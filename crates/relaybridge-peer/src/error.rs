use std::path::PathBuf;

use crate::adapter::Role;

/// Errors that can occur in adapter operations.
#[derive(Debug, thiserror::Error)]
pub enum PeerError {
    /// Relay-level error.
    #[error("transport error: {0}")]
    Transport(#[from] relaybridge_transport::TransportError),

    /// Framing or channel registration error.
    #[error("frame error: {0}")]
    Frame(#[from] relaybridge_frame::FrameError),

    /// JSON configuration error.
    #[error("json error: {0}")]
    Json(#[from] serde_json::Error),

    /// Configuration file could not be read.
    #[error("failed to read config {path}: {source}")]
    ConfigRead {
        path: PathBuf,
        source: std::io::Error,
    },

    /// A configuration value is out of range.
    #[error("invalid config: {0}")]
    InvalidConfig(String),

    /// `init` has not been called, or the adapter was shut down.
    #[error("adapter not initialized")]
    NotInitialized,

    /// The relay network access handshake has not succeeded yet.
    #[error("relay network not ready")]
    RelayUnavailable,

    /// A role is already active; shut down before starting another.
    #[error("adapter already running as {0}")]
    RoleActive(Role),

    /// No client or host role is active.
    #[error("no active role")]
    NoActiveRole,
}

pub type Result<T> = std::result::Result<T, PeerError>;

• **Exercise requirements**: Include in the answer nothing but an exact repetition of the lines from the one with "to read config" through the end of the material.

• **Final answer**:
    #[error("failed to read config {path}: {source}")]
    ConfigRead {
        path: PathBuf,
        source: std::io::Error,
    },

    /// A configuration value is out of range.
    #[error("invalid config: {0}")]
    InvalidConfig(String),

    /// `init` has not been called, or the adapter was shut down.
    #[error("adapter not initialized")]
    NotInitialized,

    /// The relay network access handshake has not succeeded yet.
    #[error("relay network not ready")]
    RelayUnavailable,

    /// A role is already active; shut down before starting another.
    #[error("adapter already running as {0}")]
    RoleActive(Role),

    /// No client or host role is active.
    #[error("no active role")]
    NoActiveRole,
}

pub type Result<T> = std::result::Result<T, PeerError>;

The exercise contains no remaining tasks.